How do voters want to fund healthcare?

By ERIC A. HOWALD
Of the Keizertimes

On Jan. 23, Oregon voters will decide whether or not to keep some major sections of a bill designed to help pay for healthcare for the state’s low-income individuals and families.

Ballots should be arriving soon asking voters whether they approve of the House Bill 2391’s methods for paying these costs or reject certain financial aspects of the bill.

As written, HB 2391 imposes, among other things: temporary assessments of 1.5 percent on premiums charged by health insurance companies for a time period of two years; and an additional .7 percent assessment on large hospitals.

Those assessments drew the ire of Rep. Julie Parrish (R-37 Tualatin/West Linn) and Rep. Cedric Hayden (R-7 Roseburg) the chief petitioners behind Measure 101 that voters will be asked to decide on.

“We have surgically extracted five pieces. If we wanted to blow up Medicaid, we have the ability to refer the entire package to the ballot,” Parrish said.

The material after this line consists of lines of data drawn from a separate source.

//! Typed rows and closed status enums for the decision store.

use serde::{Deserialize, Serialize};

/// Lifecycle status of a pipeline run.
#[derive(Debug, Clone, Copy, PartialEq, Eq, Serialize, Deserialize)]
#[serde(rename_all = "snake_case")]
pub enum RunStatus {
    Running,
    Completed,
    Failed,
    Stopped,
}

impl RunStatus {
    pub fn as_str(&self) -> &'static str {
        match self {
            Self::Running => "running",
            Self::Completed => "completed",
            Self::Failed => "failed",
            Self::Stopped => "stopped",
        }
    }

    pub fn from_str(s: &str) -> Result<Self, String> {
        match s {
            "running" => Ok(Self::Running),
            "completed" => Ok(Self::Completed),
            "failed" => Ok(Self::Failed),
            "stopped" => Ok(Self::Stopped),
            other => Err(format!("unknown run status '{other}'")),
        }
    }

    /// Check if the run is in a terminal state.
    pub fn is_terminal(&self) -> bool {
        !matches!(self, Self::Running)
    }
}

/// A pipeline run row. `config_json` carries the invocation parameters and
/// the phase history; `token_usage_json` carries the orchestrator's status
/// snapshot for resumption.
#[derive(Debug, Clone, Serialize, Deserialize)]
pub struct PipelineRun {
    pub id: String,
    pub methodology: String,
    pub status: RunStatus,
    pub current_phase: Option<String>,
    pub config_json: String,
    pub token_usage_json: Option<String>,
    pub parent_run_id: Option<String>,
    pub created_at: String,
    pub updated_at: String,
}

/// Status of a stored decision.
#[derive(Debug, Clone, Copy, PartialEq, Eq, Serialize, Deserialize)]
#[serde(rename_all = "snake_case")]
pub enum DecisionStatus {
    Active,
    Superseded,
}

impl DecisionStatus {
    pub fn as_str(&self) -> &'static str {
        match self {
            Self::Active => "active",
            Self::Superseded => "superseded",
        }
    }

    pub fn from_str(s: &str) -> Result<Self, String> {
        match s {
            "active" => Ok(Self::Active),
            "superseded" => Ok(Self::Superseded),
            other => Err(format!("unknown decision status '{other}'")),
        }
    }
}

/// A persisted decision keyed by `(run, phase, category, key)`.
#[derive(Debug, Clone, Serialize, Deserialize)]
pub struct Decision {
    pub id: String,
    pub pipeline_run_id: String,
    pub phase: String,
    pub category: String,
    pub key: String,
    pub value: String,
    pub rationale: Option<String>,
    pub status: DecisionStatus,
    pub superseded_by: Option<String>,
    pub created_at: String,
    pub updated_at: String,
}

/// Kind of requirement tracked for downstream discovery.
#[derive(Debug, Clone, Copy, PartialEq, Eq, Serialize, Deserialize)]
#[serde(rename_all = "snake_case")]
pub enum RequirementType {
    Functional,
    NonFunctional,
    Story,
}

impl RequirementType {
    pub fn as_str(&self) -> &'static str {
        match self {
            Self::Functional => "functional",
            Self::NonFunctional => "non_functional",
            Self::Story => "story",
        }
    }

    pub fn from_str(s: &str) -> Result<Self, String> {
        match s {
            "functional" => Ok(Self::Functional),
            "non_functional" => Ok(Self::NonFunctional),
            "story" => Ok(Self::Story),
            other => Err(format!("unknown requirement type '{other}'")),
        }
    }
}

#[derive(Debug, Clone, Serialize, Deserialize)]
pub struct Requirement {
    pub id: String,
    pub pipeline_run_id: String,
    pub source: String,
    pub requirement_type: RequirementType,
    pub description: String,
    pub priority: String,
    pub status: String,
    pub created_at: String,
}

/// An artifact registered by a phase. Presence of an artifact for a
/// `(run, phase, type)` is how retries detect an already-finished
/// sub-phase.
#[derive(Debug, Clone, Serialize, Deserialize)]
pub struct Artifact {
    pub id: String,
    pub pipeline_run_id: String,
    pub phase: String,
    pub artifact_type: String,
    pub path: String,
    pub summary: Option<String>,
    pub created_at: String,
}

/// Aggregated usage for one `(phase, agent)` pair.
#[derive(Debug, Clone, PartialEq, Serialize, Deserialize)]
pub struct TokenUsageSummary {
    pub phase: String,
    pub agent: String,
    pub input_tokens: u64,
    pub output_tokens: u64,
    pub cost_usd: f64,
    pub dispatches: u64,
}

/// Totals across a whole run, with per-(phase, agent) breakdown.
#[derive(Debug, Clone, Default, Serialize, Deserialize)]
pub struct TokenUsageTotals {
    pub by_phase_agent: Vec<TokenUsageSummary>,
    pub input_tokens: u64,
    pub output_tokens: u64,
    pub cost_usd: f64,
}

#[cfg(test)]
mod tests {
    use super::*;

    #[test]
    fn test_run_status_round_trip() {
        for status in [
            RunStatus::Running,
            RunStatus::Completed,
            RunStatus::Failed,
            RunStatus::Stopped,
        ] {
            assert_eq!(RunStatus::from_str(status.as_str()).unwrap(), status);
        }
        assert!(RunStatus::from_str("queued").is_err());
    }

    #[test]
    fn test_run_status_terminality() {
        assert!(!RunStatus::Running.is_terminal());
        assert!(RunStatus::Completed.is_terminal());
        assert!(RunStatus::Failed.is_terminal());
        assert!(RunStatus::Stopped.is_terminal());
    }

    #[test]
    fn test_decision_status_round_trip() {
        assert_eq!(
            DecisionStatus::from_str("active").unwrap(),
            DecisionStatus::Active
        );
        assert_eq!(
            DecisionStatus::from_str("superseded").unwrap(),
            DecisionStatus::Superseded
        );
        assert!(DecisionStatus::from_str("stale").is_err());
    }

    #[test]
    fn test_requirement_type_wire_names() {
        assert_eq!(RequirementType::NonFunctional.as_str(), "non_functional");
        assert_eq!(
            RequirementType::from_str("non_functional").unwrap(),
            RequirementType::NonFunctional
        );
    }

    #[test]
    fn test_run_status_serde_names() {
        assert_eq!(
            serde_json::to_string(&RunStatus::Stopped).unwrap(),
            "\"stopped\""
        );
        let parsed: RunStatus = serde_json::from_str("\"running\"").unwrap();
        assert_eq!(parsed, RunStatus::Running);
    }
}
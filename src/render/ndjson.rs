//! NDJSON event emitter: one JSON object per line.

use std::io::Write;
use std::sync::{Arc, Mutex};

use crate::events::{Event, EventBus};

/// Writes every bus event as a single JSON line. The first line of a run
/// is `pipeline:start` and the last is `pipeline:complete`; this renderer
/// simply preserves bus order, which the orchestrator guarantees.
pub struct NdjsonRenderer {
    sink: Arc<Mutex<Box<dyn Write + Send>>>,
}

impl NdjsonRenderer {
    pub fn stdout() -> Self {
        Self::with_sink(Box::new(std::io::stdout()))
    }

    pub fn with_sink(sink: Box<dyn Write + Send>) -> Self {
        Self {
            sink: Arc::new(Mutex::new(sink)),
        }
    }

    pub fn attach(self, bus: &EventBus) {
        let sink = self.sink;
        bus.subscribe(move |event: &Event| {
            if let Ok(mut out) = sink.lock() {
                let line = event.to_json().to_string();
                let _ = writeln!(out, "{line}");
                let _ = out.flush();
            }
        });
    }
}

Parrish and Hayden took it upon themselves in recent weeks to visit newspapers throughout the state to drum up opposition to the funding mechanisms included in the bill, but neither claimed opposition to the social safety net created by programs like Medicaid and Medicare.

The main points of their argument hinge on the way money will change hands and what will happen after it ends up in government accounts.

At issue are sections of the bill that: impose an assessment on the gross premium amounts collected by the Public Employees’ Benefits Board; impose a 1.5 percent assessment on the insurance and managed care organization premiums; allows insurance companies to pass along the 1.5 percent increase to policy holders; and establishes a new .7 percent assessment on large hospitals.

The new assessments are expected to generate an additional $210 to $320 million, but those figures are only part of the equation. The money collected is matched through federal programs on a $3-to-$1 basis, which means loss of the “seed” money could result in more than a billion fewer federal dollars coming into Oregon to cover Medicaid recipients.

The initial assessment is given back to insurance companies with a 3 percent interest and the state uses the remainder to cover the state’s Medicare expenses.

Parrish isn’t thrilled with that arrangement, but said that the Coordinated Care Organizations subjected to the new assessment wouldn’t receive the initial investment back.

Moreover, she is concerned about the groups left out of the new assessment, including large companies. She calls it a tax without a three-fifths vote of the legislature.

“The 1.5 percent insurance tax affects 217,000 Oregonians who buy their care inside or outside of the exchange. Of that number, only 41 percent qualify for a tax credit, the rest pay full freight,” she said.

Entities like school districts and other large public service organizations, she said, will bear the brunt of the new assessment.

“If we don’t solve this and the ACA (Affordable Care Act) doesn’t change we are looking at a tax on public employees that is going to eat up budgets,” Parrish said.

Adding a new .7 percent assessment to large hospitals is the major sticking point for Hayden. Under the ACA, states are allowed to charge large hospitals up to 6 percent on net revenue to cover the costs associated with the program. However, the exact percentage must be tied to the number of patients, known as “lives,” enrolled in the ACA in the state. Currently, the state is charging the hospitals 5.3 percent to cover a projected 1.5 million lives enrolled in the ACA throughout the state.

Parrish and Hayden have been keeping watch over the enrolled numbers and it shows them well below the projections, and dropping. In July 2016, the number of eligible residents was 1.06 million. A year later, eligibility had dropped to 995,000. As of November 2017, eligibility had dropped again to 962,000. A rebounding economy and higher minimum wages are likely playing a part in the declining eligibility.

Establishing a new .7 percent assessment (the difference between 5.3 and 6) is, in effect, “hard tax,” Hayden said.

“It draws down all the head room that the program is supposed to have to cover expanded services. The money collected will be stacked on top of the Medicaid funding, but it can be swept for other purposes,” Hayden said.

Between the insurance premium assessments, the new hard assessment and the shrinking eligibility numbers, Parrish is concerned that the Legislature is trying to create a surplus within the state’s Medicaid budget that could then be redirected for other purposes.

Parrish and Hayden reiterated that they were not opposed to paying for health care, but that the funding mechanisms in the current bill did not consider alternatives, like directing healthcare rebates to go back to the state rather than the insurance companies when public money was used to cover the initial outlay or moving public employees to the health care exchange.

“We’re not without solutions, and we believe we need healthcare,” Parrish said.